Given data: Begin
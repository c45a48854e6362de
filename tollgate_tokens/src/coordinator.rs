use std::{
    error, fmt, mem,
    sync::{Arc, Mutex, MutexGuard, PoisonError},
};

use tokio::sync::oneshot;

use crate::{
    clock::{Clock, System},
    providers::IdentityProvider,
    retry::{self, RetryPolicy},
    AccessToken, User,
};

/// How a renewal cycle ended, as seen by every request that waited on it
#[derive(Clone, Debug)]
pub enum RenewalOutcome {
    /// The provider issued a new set of tokens
    Renewed(Arc<User>),
    /// Every attempt failed and the cached credentials were discarded
    Failed,
}

impl RenewalOutcome {
    /// The renewed access token, if renewal succeeded
    pub fn access_token(&self) -> Option<AccessToken> {
        match self {
            Self::Renewed(user) => Some(user.access_token().to_owned()),
            Self::Failed => None,
        }
    }
}

/// Coordinates silent renewal so that at most one renewal runs at a time
///
/// Requests that find the access token expired while a renewal is already
/// under way wait for that renewal rather than starting their own, and all
/// of them receive its outcome in the order they started waiting.
///
/// The coordinator is a cheap handle: clone it to share the same renewal
/// state between every client of one session.
#[derive(Clone)]
pub struct RenewalCoordinator {
    inner: Arc<Inner>,
}

struct Inner {
    provider: Arc<dyn IdentityProvider>,
    clock: Arc<dyn Clock>,
    policy: RetryPolicy,
    state: Mutex<State>,
}

enum State {
    Idle,
    Renewing(PendingQueue),
}

/// Requests waiting on the renewal in flight
#[derive(Default)]
struct PendingQueue {
    waiters: Vec<oneshot::Sender<RenewalOutcome>>,
}

impl PendingQueue {
    fn push(&mut self) -> oneshot::Receiver<RenewalOutcome> {
        let (tx, rx) = oneshot::channel();
        self.waiters.push(tx);
        rx
    }

    fn len(&self) -> usize {
        self.waiters.len()
    }

    /// Releases every waiter, oldest first, and reports how many were still listening
    fn release(self, outcome: &RenewalOutcome) -> usize {
        self.waiters
            .into_iter()
            .map(|waiter| waiter.send(outcome.clone()).is_ok())
            .filter(|delivered| *delivered)
            .count()
    }
}

impl RenewalCoordinator {
    /// Constructs a coordinator over `provider` using the system clock
    pub fn new<P>(provider: P, policy: RetryPolicy) -> Self
    where
        P: IdentityProvider + 'static,
    {
        Self::new_with_clock(provider, policy, System)
    }

    /// Constructs a coordinator that judges expiry using the given clock
    pub fn new_with_clock<P, C>(provider: P, policy: RetryPolicy, clock: C) -> Self
    where
        P: IdentityProvider + 'static,
        C: Clock + 'static,
    {
        Self {
            inner: Arc::new(Inner {
                provider: Arc::new(provider),
                clock: Arc::new(clock),
                policy,
                state: Mutex::new(State::Idle),
            }),
        }
    }

    /// Whether a renewal is currently in flight
    pub fn is_renewing(&self) -> bool {
        matches!(*self.inner.lock_state(), State::Renewing(_))
    }

    /// How many requests are waiting on the renewal in flight
    pub fn pending_requests(&self) -> usize {
        match &*self.inner.lock_state() {
            State::Idle => 0,
            State::Renewing(queue) => queue.len(),
        }
    }

    /// Obtains an access token suitable for attaching to a request
    ///
    /// Returns `None` when nobody is signed in or when the token had expired
    /// and could not be renewed. In both cases the request should go out
    /// without a token and let the server's answer speak for itself.
    pub async fn access_token(&self) -> Option<AccessToken> {
        let Some(user) = self.inner.provider.get_user().await else {
            tracing::trace!("no signed-in user, request will be sent without a token");
            return None;
        };

        let now = self.inner.clock.now();
        if !user.is_expired_at(now) {
            if tracing::enabled!(tracing::Level::TRACE) {
                tracing::trace!(
                    token.expiry = user.expiry().0,
                    token.until_expired = user.until_expired_at(now).0,
                    "using cached access token"
                );
            }
            return Some(user.access_token().to_owned());
        }

        tracing::debug!(token.expiry = user.expiry().0, "access token expired");
        self.renew().await.access_token()
    }

    /// Waits for a renewal, starting one if none is in flight
    ///
    /// The renewal itself runs on its own task, so dropping the returned
    /// future only stops this caller from waiting; the renewal carries on
    /// for everyone else.
    pub async fn renew(&self) -> RenewalOutcome {
        let waiter = self.enqueue();
        waiter.await.unwrap_or(RenewalOutcome::Failed)
    }

    fn enqueue(&self) -> oneshot::Receiver<RenewalOutcome> {
        // Checking and claiming the renewal happen under one lock with no
        // suspension point in between.
        let mut state = self.inner.lock_state();
        let (waiter, guard) = match &mut *state {
            State::Renewing(queue) => {
                let waiter = queue.push();
                tracing::debug!(
                    waiters = queue.len(),
                    "renewal already in flight, waiting for it"
                );
                (waiter, None)
            }
            State::Idle => {
                let mut queue = PendingQueue::default();
                let waiter = queue.push();
                *state = State::Renewing(queue);

                let guard = RenewalGuard {
                    inner: Arc::clone(&self.inner),
                    outcome: None,
                };
                (waiter, Some(guard))
            }
        };

        // A runtime that is shutting down drops the task in place, and the
        // guard's drop needs the lock.
        drop(state);

        if let Some(guard) = guard {
            tracing::debug!("starting silent renewal");
            tokio::spawn(run_renewal(guard));
        }

        waiter
    }
}

impl Inner {
    fn lock_state(&self) -> MutexGuard<'_, State> {
        self.state.lock().unwrap_or_else(PoisonError::into_inner)
    }
}

impl fmt::Debug for RenewalCoordinator {
    fn fmt(&self, f: &mut fmt::Formatter<'_>) -> fmt::Result {
        f.debug_struct("RenewalCoordinator")
            .field("policy", &self.inner.policy)
            .field("renewing", &self.is_renewing())
            .field("pending_requests", &self.pending_requests())
            .finish()
    }
}

/// Exclusive ownership of the renewal in flight
///
/// Dropping the guard, on any path, returns the coordinator to idle and
/// releases every waiter. A guard dropped before an outcome was recorded
/// (for instance because the renewal task panicked) releases them as failed.
struct RenewalGuard {
    inner: Arc<Inner>,
    outcome: Option<RenewalOutcome>,
}

impl RenewalGuard {
    fn complete(mut self, outcome: RenewalOutcome) {
        self.outcome = Some(outcome);
    }
}

impl Drop for RenewalGuard {
    fn drop(&mut self) {
        let outcome = self.outcome.take().unwrap_or(RenewalOutcome::Failed);

        let queue = match mem::replace(&mut *self.inner.lock_state(), State::Idle) {
            State::Renewing(queue) => queue,
            State::Idle => PendingQueue::default(),
        };

        let waiters = queue.len();
        let released = queue.release(&outcome);
        tracing::debug!(
            waiters,
            released,
            renewed = matches!(outcome, RenewalOutcome::Renewed(_)),
            "renewal settled"
        );
    }
}

async fn run_renewal(guard: RenewalGuard) {
    let inner = Arc::clone(&guard.inner);

    match retry::silent_renew(&*inner.provider, &inner.policy).await {
        Ok(user) => guard.complete(RenewalOutcome::Renewed(user)),
        Err(error) => {
            tracing::warn!(
                error = (&error as &dyn error::Error),
                "silent renewal failed, discarding cached credentials"
            );

            if let Err(error) = inner.provider.remove_user().await {
                tracing::warn!(
                    error = (&*error as &dyn error::Error),
                    "unable to discard cached credentials"
                );
            }

            guard.complete(RenewalOutcome::Failed);
        }
    }
}
//! Identity providers and the stores that persist their users

use std::{error, sync::Arc};

use async_trait::async_trait;

use crate::{clock::Clock, TokenStatus, User};

#[cfg(feature = "file")]
pub mod file;
pub mod memory;
#[cfg(feature = "oidc")]
pub mod oidc;

#[cfg(feature = "file")]
pub use file::FileUserStore;
pub use memory::InMemoryUserStore;
#[cfg(feature = "oidc")]
pub use oidc::OidcProvider;

/// A type-erased error returned across provider and store boundaries
pub type BoxError = Box<dyn error::Error + Send + Sync + 'static>;

/// The client side of an identity provider
///
/// The provider owns the current user and its tokens. Everything else only
/// reads them through [`get_user()`][Self::get_user()] and asks for a new
/// set through [`signin_silent()`][Self::signin_silent()].
#[async_trait]
pub trait IdentityProvider: Send + Sync {
    /// Gets the cached user, if anyone is signed in
    ///
    /// Implementations must answer from local state and never go to the network.
    async fn get_user(&self) -> Option<Arc<User>>;

    /// Renews the user's tokens without user interaction
    async fn signin_silent(&self) -> Result<Arc<User>, BoxError>;

    /// Discards the cached user and anything persisted for it
    async fn remove_user(&self) -> Result<(), BoxError>;
}

#[async_trait]
impl<P: IdentityProvider + ?Sized> IdentityProvider for Arc<P> {
    async fn get_user(&self) -> Option<Arc<User>> {
        (**self).get_user().await
    }

    async fn signin_silent(&self) -> Result<Arc<User>, BoxError> {
        (**self).signin_silent().await
    }

    async fn remove_user(&self) -> Result<(), BoxError> {
        (**self).remove_user().await
    }
}

/// A place where a signed-in user survives between sessions
#[async_trait]
pub trait UserStore: Send + Sync {
    /// Loads the persisted user, if any
    async fn load(&self) -> Result<Option<User>, BoxError>;

    /// Persists a user, replacing any previous one
    async fn save(&self, user: &User) -> Result<(), BoxError>;

    /// Removes the persisted user
    ///
    /// Removing from an empty store is not an error.
    async fn remove(&self) -> Result<(), BoxError>;
}

/// Whether someone is signed in with an access token that has not yet expired
pub async fn is_authenticated<P, C>(provider: &P, clock: &C) -> bool
where
    P: IdentityProvider + ?Sized,
    C: Clock + ?Sized,
{
    provider
        .get_user()
        .await
        .map_or(false, |user| user.status_with_clock(clock) == TokenStatus::Fresh)
}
Given data: End
Above are the records. Print exactly, and only, the lines from the line with "pub mod memory;" to the line with "without user interaction", both inclusive.

§ **Solution to this exercise**:
pub mod memory;
#[cfg(feature = "oidc")]
pub mod oidc;

#[cfg(feature = "file")]
pub use file::FileUserStore;
pub use memory::InMemoryUserStore;
#[cfg(feature = "oidc")]
pub use oidc::OidcProvider;

/// A type-erased error returned across provider and store boundaries
pub type BoxError = Box<dyn error::Error + Send + Sync + 'static>;

/// The client side of an identity provider
///
/// The provider owns the current user and its tokens. Everything else only
/// reads them through [`get_user()`][Self::get_user()] and asks for a new
/// set through [`signin_silent()`][Self::signin_silent()].
#[async_trait]
pub trait IdentityProvider: Send + Sync {
    /// Gets the cached user, if anyone is signed in
    ///
    /// Implementations must answer from local state and never go to the network.
    async fn get_user(&self) -> Option<Arc<User>>;

    /// Renews the user's tokens without user interaction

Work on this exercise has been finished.